In this article I'm going to show you some ideas on how you can use the Death Cross and the Golden Cross in your personal trading. By the end of this article you'll see the Death Cross and Golden Cross can be an important event to watch for. The ideas presented in this article can be used for standard brokerage accounts when trading stocks or ETFs. It can also be used in retirement accounts such as IRAs and 401Ks. The concept behind following this signal is to warn you upcoming market weakness or market strength. Using this important signal may help you generate more gains and more importantly, keep those gains!

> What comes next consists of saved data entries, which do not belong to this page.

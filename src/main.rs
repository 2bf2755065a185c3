use std::net::SocketAddr;
use std::sync::Arc;

use rootcause::prelude::ResultExt;
use tokio::select;
use tokio::signal::unix::SignalKind;
use tokio::signal::unix::signal;
use tracing::Instrument;
use tracing::Span;
use tracing::error;
use tracing::info;
use tracing::warn;
use tracing_subscriber::{layer::SubscriberExt, util::SubscriberInitExt};

use crate::{
    config::{REQUIRED_VARS, ReconcileConfig},
    provider::cloudflare::CloudflareProvider,
    resolver::doh::DohResolver,
    types::AppState,
};

mod config;
mod provider;
mod reconcile;
mod resolver;
mod scheduler;
#[cfg(test)]
mod test_support;
mod types;

#[tokio::main]
async fn main() {
    tracing_subscriber::registry()
        .with(tracing_subscriber::fmt::layer())
        .with(
            tracing_subscriber::EnvFilter::try_from_default_env().unwrap_or_else(|_| "info".into()),
        )
        .init();

    if let Err(e) = run().await {
        error!(err = %e, "Application error");
        std::process::exit(1);
    }
}

async fn run() -> Result<(), rootcause::Report> {
    info!("Starting reconciler");

    config::ensure_env_vars(&REQUIRED_VARS)?;
    let interval = config::schedule_interval()?;
    let run_timeout = config::run_timeout()?;
    let config = ReconcileConfig::from_env();

    let client = reqwest::Client::new();
    let state = AppState {
        dns_provider: Arc::new(CloudflareProvider::new(
            client.clone(),
            config.api_token.clone(),
        )),
        resolver: Arc::new(DohResolver::new(client)),
        trigger_password: std::env::var("PASSWORD").ok().filter(|it| !it.is_empty()),
        run_guard: Arc::default(),
        run_timeout,
        config: Arc::new(config),
    };

    info!(
        zone = %state.config.zone_id,
        record = %state.config.record_name,
        probe = %state.config.probe_hostname,
        interval = ?interval,
        run_timeout = ?run_timeout,
        "Reconciling on a schedule"
    );

    let schedule = tokio::spawn(
        scheduler::run_interval(state.clone(), interval).instrument(Span::current()),
    );

    if state.trigger_password.is_some() {
        serve_trigger(state.clone()).await?;
    } else {
        info!("PASSWORD not set, HTTP trigger disabled");
        graceful_shutdown().await;
    }

    // Let an in-flight run finish before tearing the schedule down.
    let _idle = state.run_guard.lock().await;
    schedule.abort();
    info!("Stopped");

    Ok(())
}

async fn serve_trigger(state: AppState) -> Result<(), rootcause::Report> {
    let interface = std::env::var("INTERFACE").unwrap_or("0.0.0.0".to_string());
    let port: String = std::env::var("PORT").unwrap_or("3000".to_string());

    let app = scheduler::trigger_router(state);

    let listen_addr = format!("{}:{}", interface, port);
    let listener = tokio::net::TcpListener::bind(&listen_addr)
        .await
        .context("Failed to bind to listen address")
        .attach(format!("address: '{listen_addr}'"))?;

    info!(
        "HTTP trigger listening on {}",
        listener.local_addr().context("Getting local address")?
    );

    axum::serve(
        listener,
        app.into_make_service_with_connect_info::<SocketAddr>(),
    )
    .with_graceful_shutdown(async { graceful_shutdown().await }.instrument(Span::current()))
    .await
    .context("Server error")?;

    Ok(())
}

async fn graceful_shutdown() {
    let interrupt = tokio::signal::ctrl_c();
    let mut sigterm = match signal(SignalKind::terminate()) {
        Ok(sigterm) => sigterm,
        Err(e) => {
            warn!(err = %e, "Cannot listen for SIGTERM, only SIGINT will stop the process");
            let _ = interrupt.await;
            warn!("Received SIGINT");
            return;
        }
    };
    select! {
        _ = sigterm.recv() => warn!("Received SIGTERM"),
        _ = interrupt => warn!("Received SIGINT")
    }
}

The Death Cross is simply when a 50-period simple moving average (SMA) crosses under a 200-period SMA on a daily chart. Such a signal is believed to warn of upcoming bearish market activity. The opposite signal is called a "Golden Cross" and is alleged to warn of bullish market activity. But does the Death Cross or the Golden Cross hold any merit? Using TradeStation's EasyLanguage coding language it's simple to create a trading system that is always in the market switching between a long position and a short position based upon a moving average crossover. Here is what the entire trading system code looks like:
if ( verage(Close,50) crosses above Average (Close,200) ) then buy ("Golden Cross") next bar at open; if ( Average(Close,50) crosses under Average (Close,200) ) then Sell short ("Death Cross") next bar at open;In order to get a long-term feel for this system I'm going to use the S&P500 index going back to 1961. The trading system will have an initial trading account size of $20,000. To keep the position sizing simple each signal will use $10,000 to determine the number of shares to purchase. By dedicating $10,000 to each trade we are attempting to normalize the number of shares we purchase based upon the cost per share. Back in the 1960s one share was around $70 while today it's worth over $1,000.
Next, I opened a chart with daily data for the S&P E-mini from 1961 to September 30, 2011. I then applied the strategy to the chart while making no deductions for commissions and slippage.
Before we start looking at some of the numbers I want to break this study into two parts: Shorting a Death Cross vs. going long the Golden Cross. What interests me is how well the system functions going long vs going short. In other words, what does the SMA cross tell us about a bearish cross vs a bullish cross? Are they different?
Shorting The Death Cross
Net Profit: -$1,000
To simply short the Death Cross may not be very profitable. There is nothing in this picture that suggests we have an edge simply shorting the S&P index upon a Death Cross signal. Maybe we should be taking the Death Cross as a buying opportunity? Why not? We want to be opposite the crowd, right? Below is the equity graph when we go-long at every Death Cross.
Going Long The Death Cross
Net Profit: $1,000
Interesting! Unlike shorting the Death Cross, going long actually produces a positive result. Counter intuitive to common knowledge, I would say. Yet, it's not much of a profit for all those years of trading and it's certainly not an edge we can take advantage of. All in all this strategy is a wash much like shorting the Death Cross.
Going Long The Golden Cross
Net Profit: $39,000
This is a much improved net profit! We seem to have a clear edge going long the S&P 500 when a Golden Cross is triggered.
Summary
Combining what we have now learned I would say moving your investing accounts into cash when a Death Cross forms may be a good idea. This would be done in my opinion to prevent drawdown and thus avoid the pain seeing your profits evaporate. It's certainly can be much more psychologically appealing to be in cash when those big bear markets hit. Shorting a Death Cross does not have much of an edge and only after a Golden Cross does the market hold a strong bullish edge.
Upon a Death Cross signal the market shows general weakness to the upside. This weakness can be difficult to short. Moving into cash during this time may prevent you from experiencing significant drawdowns.
Upon a Golden Cross signal the market has demonstrated a lot of bullish activity. This one is easy. When a Golden Cross occurs, going long the market may lead to strong gains over the coming months and years. This is when you should be in the market.